(Dataset excerpts)
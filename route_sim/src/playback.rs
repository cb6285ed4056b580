//! Playback session: advances the cursor tick by tick and evaluates the
//! proximity rule at every new position.
//!
//! The session is the runtime counterpart of [`crate::validate`]: both call
//! [`ProximityRule::evaluate`] and nothing else to decide a warning.

use anyhow::{bail, Result};
use route_core::{GeoCoordinate, PlaybackCursor, Proximity, ProximityRule, SceneDataset};
use serde::{Deserialize, Serialize};

/// Slowest and fastest accepted rate multipliers.
pub const MIN_RATE: f64 = 0.125;
pub const MAX_RATE: f64 = 64.0;

/// Shortest wall-clock tick `run_to_end` accepts (s).
pub const MIN_TICK_S: f64 = 1e-6;
/// Tick budget for one `run_to_end` call.
pub const MAX_TICKS: u64 = 100_000_000;

/// Current playback mode.
#[derive(Clone, Copy, Debug, PartialEq, Eq, Default, Serialize, Deserialize)]
pub enum PlayMode {
    #[default]
    Playing,
    Paused,
}

/// Playback parameters.
#[derive(Clone, Debug, Serialize, Deserialize)]
pub struct PlaybackConfig {
    /// Wall-clock tick length (s); a display refresh at 60 Hz by default
    pub tick_s: f64,
    /// Simulation seconds per wall-clock second
    pub rate: f64,
}

impl Default for PlaybackConfig {
    fn default() -> Self {
        Self {
            tick_s: 1.0 / 60.0,
            rate: 1.0,
        }
    }
}

/// Warning state changes, emitted on the tick they happen.
#[derive(Clone, Debug, PartialEq, Serialize, Deserialize)]
pub enum WarningEvent {
    /// Warning switched on, or moved to a different nearest hazard
    Raised {
        time: f64,
        hazard: usize,
        distance_m: f64,
    },
    Cleared {
        time: f64,
    },
}

/// Everything a renderer needs after one tick.
#[derive(Clone, Debug, PartialEq, Serialize, Deserialize)]
pub struct PlaybackFrame {
    /// Simulation time (s)
    pub time: f64,
    pub position: GeoCoordinate,
    pub segment_index: usize,
    pub proximity: Option<Proximity>,
    pub finished: bool,
}

impl PlaybackFrame {
    pub fn is_warning(&self) -> bool {
        self.proximity.is_some_and(|p| p.is_warning)
    }

    /// Hazard to highlight, if a warning is active.
    pub fn highlighted_hazard(&self) -> Option<usize> {
        self.proximity
            .filter(|p| p.is_warning)
            .map(|p| p.nearest_index)
    }
}

/// Totals collected over a full run.
#[derive(Clone, Debug, Default, Serialize, Deserialize)]
pub struct PlaybackSummary {
    pub ticks: u64,
    /// Simulation time at the end of the run (s)
    pub sim_time_s: f64,
    /// Simulation time spent with the warning on (s)
    pub warning_time_s: f64,
    /// Number of times the warning was raised
    pub warnings_raised: usize,
    /// Distinct hazards that triggered a warning, ascending
    pub hazards_warned: Vec<usize>,
    /// Closest approach to any hazard (m)
    pub min_distance_m: Option<f64>,
    pub events: Vec<WarningEvent>,
}

/// One playback run over a dataset.
pub struct Playback<'a> {
    cursor: PlaybackCursor<'a>,
    hazards: &'a [GeoCoordinate],
    rule: ProximityRule,
    rate: f64,
    /// Hazard currently warned about
    active: Option<usize>,
    pending: Vec<WarningEvent>,
}

impl<'a> Playback<'a> {
    pub fn new(dataset: &'a SceneDataset) -> Self {
        Self {
            cursor: dataset.cursor(),
            hazards: &dataset.hazards,
            rule: dataset.proximity_rule(),
            rate: 1.0,
            active: None,
            pending: Vec::new(),
        }
    }

    /// Set the rate multiplier, clamped to [`MIN_RATE`, `MAX_RATE`].
    pub fn set_rate(&mut self, rate: f64) {
        self.rate = if rate.is_finite() {
            rate.clamp(MIN_RATE, MAX_RATE)
        } else {
            1.0
        };
    }

    pub fn rate(&self) -> f64 {
        self.rate
    }

    pub fn mode(&self) -> PlayMode {
        if self.cursor.is_paused() {
            PlayMode::Paused
        } else {
            PlayMode::Playing
        }
    }

    pub fn set_mode(&mut self, mode: PlayMode) {
        match mode {
            PlayMode::Playing => self.cursor.resume(),
            PlayMode::Paused => self.cursor.pause(),
        }
    }

    pub fn toggle_pause(&mut self) {
        self.cursor.toggle_pause();
    }

    pub fn is_finished(&self) -> bool {
        self.cursor.is_finished()
    }

    /// Simulation time since the start of the route (s). Stops advancing
    /// while paused and once the route is complete.
    pub fn sim_time(&self) -> f64 {
        self.cursor.elapsed_total()
    }

    /// Current frame without advancing.
    pub fn frame(&self) -> PlaybackFrame {
        let position = self.cursor.position();
        PlaybackFrame {
            time: self.sim_time(),
            position,
            segment_index: self.cursor.segment_index(),
            proximity: self.rule.evaluate(position, self.hazards),
            finished: self.cursor.is_finished(),
        }
    }

    /// Advance by `wall_dt` seconds of wall-clock time.
    pub fn tick(&mut self, wall_dt: f64) -> PlaybackFrame {
        self.cursor.tick(wall_dt * self.rate);
        let frame = self.frame();
        self.track_warning(&frame);
        frame
    }

    /// Drain warning transitions seen since the last call.
    pub fn take_events(&mut self) -> Vec<WarningEvent> {
        std::mem::take(&mut self.pending)
    }

    /// Tick at `config` until the route is complete.
    ///
    /// Fails on a tick shorter than [`MIN_TICK_S`], or when finishing would
    /// take more than [`MAX_TICKS`] ticks.
    pub fn run_to_end(&mut self, config: &PlaybackConfig) -> Result<PlaybackSummary> {
        let tick_s = config.tick_s;
        if !(tick_s.is_finite() && tick_s >= MIN_TICK_S) {
            bail!("tick must be at least {MIN_TICK_S} s, got {tick_s}");
        }
        self.set_rate(config.rate);
        let remaining = self.cursor.total_duration() - self.sim_time();
        let needed = (remaining / (tick_s * self.rate)).ceil();
        if needed > MAX_TICKS as f64 {
            bail!(
                "{remaining:.1} s of route at {tick_s} s ticks (rate x{}) needs {needed:.0} ticks, limit is {MAX_TICKS}",
                self.rate
            );
        }
        self.set_mode(PlayMode::Playing);
        let mut summary = PlaybackSummary::default();
        let mut warned = std::collections::BTreeSet::new();

        // Evaluate the starting position before the first tick
        let mut prev = self.frame();
        self.track_warning(&prev);
        accumulate_distance(&mut summary, &prev);
        if let Some(h) = prev.highlighted_hazard() {
            warned.insert(h);
        }

        while !prev.finished {
            if summary.ticks >= MAX_TICKS {
                bail!("playback did not finish within {MAX_TICKS} ticks");
            }
            let frame = self.tick(tick_s);
            summary.ticks += 1;
            if prev.is_warning() {
                summary.warning_time_s += frame.time - prev.time;
            }
            accumulate_distance(&mut summary, &frame);
            if let Some(h) = frame.highlighted_hazard() {
                warned.insert(h);
            }
            prev = frame;
        }

        summary.sim_time_s = self.sim_time();
        summary.events = self.take_events();
        summary.warnings_raised = summary
            .events
            .iter()
            .filter(|e| matches!(e, WarningEvent::Raised { .. }))
            .count();
        summary.hazards_warned = warned.into_iter().collect();
        tracing::info!(
            ticks = summary.ticks,
            sim_time_s = summary.sim_time_s,
            warnings = summary.warnings_raised,
            "playback finished"
        );
        Ok(summary)
    }

    fn track_warning(&mut self, frame: &PlaybackFrame) {
        let now = frame.highlighted_hazard();
        if now == self.active {
            return;
        }
        match (now, frame.proximity) {
            (Some(hazard), Some(p)) => {
                tracing::debug!(time = frame.time, hazard, distance_m = p.distance_m, "warning raised");
                self.pending.push(WarningEvent::Raised {
                    time: frame.time,
                    hazard,
                    distance_m: p.distance_m,
                });
            }
            _ => {
                tracing::debug!(time = frame.time, "warning cleared");
                self.pending.push(WarningEvent::Cleared { time: frame.time });
            }
        }
        self.active = now;
    }
}

fn accumulate_distance(summary: &mut PlaybackSummary, frame: &PlaybackFrame) {
    if let Some(p) = frame.proximity {
        summary.min_distance_m = Some(match summary.min_distance_m {
            Some(d) => d.min(p.distance_m),
            None => p.distance_m,
        });
    }
}
//! Proximity warning rule: nearest hazard and whether it is within range.
//!
//! This is the only implementation of the rule. Offline validation and the
//! playback loop both call [`ProximityRule::evaluate`], so they cannot drift.
//!
//! # Rule
//! nearest = argmin_i haversine(position, hazard[i])   (first index on ties)
//! warning = distance(nearest) ≤ warning_distance_m
//!
//! There is no hysteresis: the warning flips exactly at the threshold.

use crate::types::GeoCoordinate;
use serde::{Deserialize, Serialize};

/// Default warning radius (meters).
pub const DEFAULT_WARNING_DISTANCE_M: f64 = 80.0;

/// Result of evaluating one position against the hazard set.
#[derive(Clone, Copy, Debug, PartialEq, Serialize, Deserialize)]
pub struct Proximity {
    /// Index into the hazard slice passed to `evaluate`
    pub nearest_index: usize,
    /// Great-circle distance to that hazard (meters)
    pub distance_m: f64,
    pub is_warning: bool,
}

#[derive(Clone, Copy, Debug, PartialEq, Serialize, Deserialize)]
pub struct ProximityRule {
    pub warning_distance_m: f64,
}

impl Default for ProximityRule {
    fn default() -> Self {
        Self {
            warning_distance_m: DEFAULT_WARNING_DISTANCE_M,
        }
    }
}

impl ProximityRule {
    pub fn new(warning_distance_m: f64) -> Self {
        Self { warning_distance_m }
    }

    /// Evaluate `position` against `hazards`. `None` when there are no hazards.
    pub fn evaluate(&self, position: GeoCoordinate, hazards: &[GeoCoordinate]) -> Option<Proximity> {
        let (nearest_index, distance_m) = nearest_hazard(position, hazards)?;
        Some(Proximity {
            nearest_index,
            distance_m,
            is_warning: distance_m <= self.warning_distance_m,
        })
    }
}

/// Linear scan for the closest hazard; strict `<` keeps the first minimum.
pub fn nearest_hazard(position: GeoCoordinate, hazards: &[GeoCoordinate]) -> Option<(usize, f64)> {
    let mut best: Option<(usize, f64)> = None;
    for (i, h) in hazards.iter().enumerate() {
        let d = position.distance_to(h);
        match best {
            Some((_, best_d)) if d >= best_d => {}
            _ => best = Some((i, d)),
        }
    }
    best
}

WHAT THE TASK REQUIRES →
Please output exactly the lines between the one holding "that hazard (meters)" and the one holding "the first minimum." in the records above, inclusive, and nothing more.

EXERCISE SOLUTION →
    /// Great-circle distance to that hazard (meters)
    pub distance_m: f64,
    pub is_warning: bool,
}

#[derive(Clone, Copy, Debug, PartialEq, Serialize, Deserialize)]
pub struct ProximityRule {
    pub warning_distance_m: f64,
}

impl Default for ProximityRule {
    fn default() -> Self {
        Self {
            warning_distance_m: DEFAULT_WARNING_DISTANCE_M,
        }
    }
}

impl ProximityRule {
    pub fn new(warning_distance_m: f64) -> Self {
        Self { warning_distance_m }
    }

    /// Evaluate `position` against `hazards`. `None` when there are no hazards.
    pub fn evaluate(&self, position: GeoCoordinate, hazards: &[GeoCoordinate]) -> Option<Proximity> {
        let (nearest_index, distance_m) = nearest_hazard(position, hazards)?;
        Some(Proximity {
            nearest_index,
            distance_m,
            is_warning: distance_m <= self.warning_distance_m,
        })
    }
}

/// Linear scan for the closest hazard; strict `<` keeps the first minimum.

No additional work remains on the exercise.